Records from a data source =
== Segment start ==
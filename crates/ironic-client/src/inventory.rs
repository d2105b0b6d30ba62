//! Inspection inventory mapping
//!
//! Converts the inventory document returned by
//! `GET /v1/nodes/{id}/inventory` into [`HardwareDetails`].

use crds::{Bios, Cpu, Firmware, HardwareDetails, HardwareSystemVendor, Nic, Storage};
use serde::Deserialize;
use std::collections::HashMap;

/// Inventory endpoint response
#[derive(Debug, Clone, Deserialize, Default)]
pub struct InventoryData {
    #[serde(default)]
    pub inventory: Inventory,
    #[serde(default)]
    pub plugin_data: PluginData,
}

#[derive(Debug, Clone, Deserialize, Default)]
pub struct Inventory {
    #[serde(default)]
    pub cpu: InventoryCpu,
    #[serde(default)]
    pub memory: InventoryMemory,
    #[serde(default)]
    pub interfaces: Vec<InventoryInterface>,
    #[serde(default)]
    pub disks: Vec<InventoryDisk>,
    #[serde(default)]
    pub system_vendor: InventorySystemVendor,
    #[serde(default)]
    pub hostname: Option<String>,
}

#[derive(Debug, Clone, Deserialize, Default)]
pub struct InventoryCpu {
    #[serde(default)]
    pub model_name: Option<String>,
    /// MHz, reported as a string
    #[serde(default)]
    pub frequency: Option<String>,
    #[serde(default)]
    pub count: u32,
    #[serde(default)]
    pub architecture: Option<String>,
    #[serde(default)]
    pub flags: Vec<String>,
}

#[derive(Debug, Clone, Deserialize, Default)]
pub struct InventoryMemory {
    #[serde(default)]
    pub physical_mb: u64,
}

#[derive(Debug, Clone, Deserialize, Default)]
pub struct InventoryInterface {
    #[serde(default)]
    pub name: String,
    #[serde(default)]
    pub mac_address: Option<String>,
    #[serde(default)]
    pub ipv4_address: Option<String>,
    #[serde(default)]
    pub ipv6_address: Option<String>,
    #[serde(default)]
    pub product: Option<String>,
    #[serde(default)]
    pub vendor: Option<String>,
    #[serde(default)]
    pub speed_mbps: Option<u32>,
}

#[derive(Debug, Clone, Deserialize, Default)]
pub struct InventoryDisk {
    #[serde(default)]
    pub name: String,
    #[serde(default)]
    pub model: Option<String>,
    #[serde(default)]
    pub size: u64,
    #[serde(default)]
    pub rotational: bool,
    #[serde(default)]
    pub wwn: Option<String>,
    #[serde(default)]
    pub serial: Option<String>,
    #[serde(default)]
    pub vendor: Option<String>,
    #[serde(default)]
    pub hctl: Option<String>,
}

#[derive(Debug, Clone, Deserialize, Default)]
pub struct InventorySystemVendor {
    #[serde(default)]
    pub product_name: Option<String>,
    #[serde(default)]
    pub serial_number: Option<String>,
    #[serde(default)]
    pub manufacturer: Option<String>,
    #[serde(default)]
    pub firmware: InventoryFirmware,
}

#[derive(Debug, Clone, Deserialize, Default)]
pub struct InventoryFirmware {
    #[serde(default)]
    pub vendor: Option<String>,
    #[serde(default)]
    pub version: Option<String>,
    #[serde(default)]
    pub build_date: Option<String>,
}

/// Inspection plugin output; only the PXE flags are used
#[derive(Debug, Clone, Deserialize, Default)]
pub struct PluginData {
    #[serde(default)]
    pub all_interfaces: HashMap<String, PluginInterface>,
}

#[derive(Debug, Clone, Deserialize, Default)]
pub struct PluginInterface {
    #[serde(default)]
    pub pxe_enabled: bool,
}

fn text(value: Option<&String>) -> String {
    value.cloned().unwrap_or_default()
}

/// Build host hardware details from an inspection inventory.
#[must_use]
pub fn hardware_details(data: &InventoryData) -> HardwareDetails {
    let inventory = &data.inventory;
    let vendor = &inventory.system_vendor;

    HardwareDetails {
        system_vendor: HardwareSystemVendor {
            manufacturer: text(vendor.manufacturer.as_ref()),
            product_name: text(vendor.product_name.as_ref()),
            serial_number: text(vendor.serial_number.as_ref()),
        },
        firmware: Firmware {
            bios: Bios {
                date: text(vendor.firmware.build_date.as_ref()),
                vendor: text(vendor.firmware.vendor.as_ref()),
                version: text(vendor.firmware.version.as_ref()),
            },
        },
        ram_mebibytes: inventory.memory.physical_mb,
        nics: nics(data),
        storage: inventory.disks.iter().map(storage).collect(),
        cpu: Cpu {
            arch: text(inventory.cpu.architecture.as_ref()),
            model: text(inventory.cpu.model_name.as_ref()),
            clock_megahertz: inventory
                .cpu
                .frequency
                .as_deref()
                .and_then(|f| f.parse().ok())
                .unwrap_or_default(),
            flags: {
                let mut flags = inventory.cpu.flags.clone();
                flags.sort();
                flags
            },
            count: inventory.cpu.count,
        },
        hostname: text(inventory.hostname.as_ref()),
    }
}

fn nics(data: &InventoryData) -> Vec<Nic> {
    let mut nics = Vec::new();
    for iface in &data.inventory.interfaces {
        let pxe = data
            .plugin_data
            .all_interfaces
            .get(&iface.name)
            .is_some_and(|p| p.pxe_enabled);
        let base = Nic {
            name: iface.name.clone(),
            model: format!("{} {}", text(iface.vendor.as_ref()), text(iface.product.as_ref()))
                .trim()
                .to_string(),
            mac: text(iface.mac_address.as_ref()),
            ip: String::new(),
            speed_gbps: iface.speed_mbps.unwrap_or_default() / 1000,
            pxe,
        };

        let addresses: Vec<&String> = [iface.ipv4_address.as_ref(), iface.ipv6_address.as_ref()]
            .into_iter()
            .flatten()
            .filter(|a| !a.is_empty())
            .collect();
        if addresses.is_empty() {
            nics.push(base);
        } else {
            // One entry per address
            for address in addresses {
                nics.push(Nic {
                    ip: address.clone(),
                    ..base.clone()
                });
            }
        }
    }
    nics.sort_by(|a, b| a.name.cmp(&b.name).then_with(|| a.ip.cmp(&b.ip)));
    nics
}

fn storage(disk: &InventoryDisk) -> Storage {
    Storage {
        name: disk.name.clone(),
        rotational: disk.rotational,
        size_bytes: disk.size,
        vendor: text(disk.vendor.as_ref()),
        model: text(disk.model.as_ref()),
        serial_number: text(disk.serial.as_ref()),
        wwn: text(disk.wwn.as_ref()),
        hctl: text(disk.hctl.as_ref()),
    }
}

#[cfg(test)]
mod tests {
    use super::*;
    use serde_json::json;

    #[test]
    fn test_hardware_details_from_inventory() {
        let data: InventoryData = serde_json::from_value(json!({
            "inventory": {
                "cpu": {"model_name": "Xeon", "frequency": "2400.000", "count": 8, "architecture": "x86_64", "flags": ["vmx", "aes"]},
                "memory": {"physical_mb": 16384},
                "interfaces": [
                    {"name": "eth1", "mac_address": "00:00:00:00:00:02", "speed_mbps": 25000},
                    {"name": "eth0", "mac_address": "00:00:00:00:00:01", "ipv4_address": "10.0.0.5",
                     "ipv6_address": "fd00::5", "vendor": "0x8086", "product": "0x1572", "speed_mbps": 10000}
                ],
                "disks": [{"name": "/dev/sda", "size": 480103981056u64, "rotational": false, "serial": "S1"}],
                "system_vendor": {"manufacturer": "Dell Inc.", "product_name": "PowerEdge R640",
                                  "firmware": {"vendor": "Dell", "version": "2.1", "build_date": "2023-01-01"}},
                "hostname": "node-0"
            },
            "plugin_data": {"all_interfaces": {"eth0": {"pxe_enabled": true}}}
        }))
        .unwrap();

        let details = hardware_details(&data);
        assert_eq!(details.ram_mebibytes, 16384);
        assert_eq!(details.cpu.clock_megahertz, 2400.0);
        assert_eq!(details.cpu.flags, vec!["aes", "vmx"], "Flags should be sorted");
        assert_eq!(details.system_vendor.product_name, "PowerEdge R640");
        assert_eq!(details.firmware.bios.version, "2.1");
        assert_eq!(details.storage[0].serial_number, "S1");
        assert_eq!(details.hostname, "node-0");

        assert_eq!(details.nics.len(), 3, "eth0 has two addresses: {:?}", details.nics);
        assert_eq!(details.nics[0].name, "eth0");
        assert!(details.nics[0].pxe, "eth0 boots over PXE");
        assert_eq!(details.nics[0].speed_gbps, 10);
        assert_eq!(details.nics[0].model, "0x8086 0x1572");
        assert_eq!(details.nics[2].name, "eth1");
        assert!(!details.nics[2].pxe);
        assert_eq!(details.nics[2].ip, "");
    }

    #[test]
    fn test_empty_inventory() {
        let details = hardware_details(&InventoryData::default());
        assert!(details.nics.is_empty());
        assert_eq!(details.cpu.clock_megahertz, 0.0);
    }
}
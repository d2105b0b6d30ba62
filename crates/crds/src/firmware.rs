//! Firmware (BIOS) configuration
//!
//! A small set of vendor-neutral BIOS toggles. BMC drivers translate these
//! into vendor-specific setting names and values.

use schemars::JsonSchema;
use serde::{Deserialize, Serialize};

#[derive(Debug, Clone, Serialize, Deserialize, JsonSchema, Default, PartialEq, Eq)]
#[serde(rename_all = "camelCase")]
pub struct FirmwareConfig {
    /// Supports the virtualization of platform hardware
    #[serde(default)]
    pub virtualization_enabled: Option<bool>,

    /// Allows a single physical processor core to appear as several logical processors
    #[serde(default)]
    pub simultaneous_multithreading_enabled: Option<bool>,

    /// SR-IOV support enables a hypervisor to create virtual instances of a PCI-express device
    #[serde(default)]
    pub sriov_enabled: Option<bool>,
}

impl FirmwareConfig {
    /// True when no toggle is set.
    #[must_use]
    pub fn is_empty(&self) -> bool {
        self.virtualization_enabled.is_none()
            && self.simultaneous_multithreading_enabled.is_none()
            && self.sriov_enabled.is_none()
    }
}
== Segment end ==
Exercise details = Find the word "PluginInterface" in the entries. Copy each line that holds it.

Solution to the exercise =
    pub all_interfaces: HashMap<String, PluginInterface>,
pub struct PluginInterface {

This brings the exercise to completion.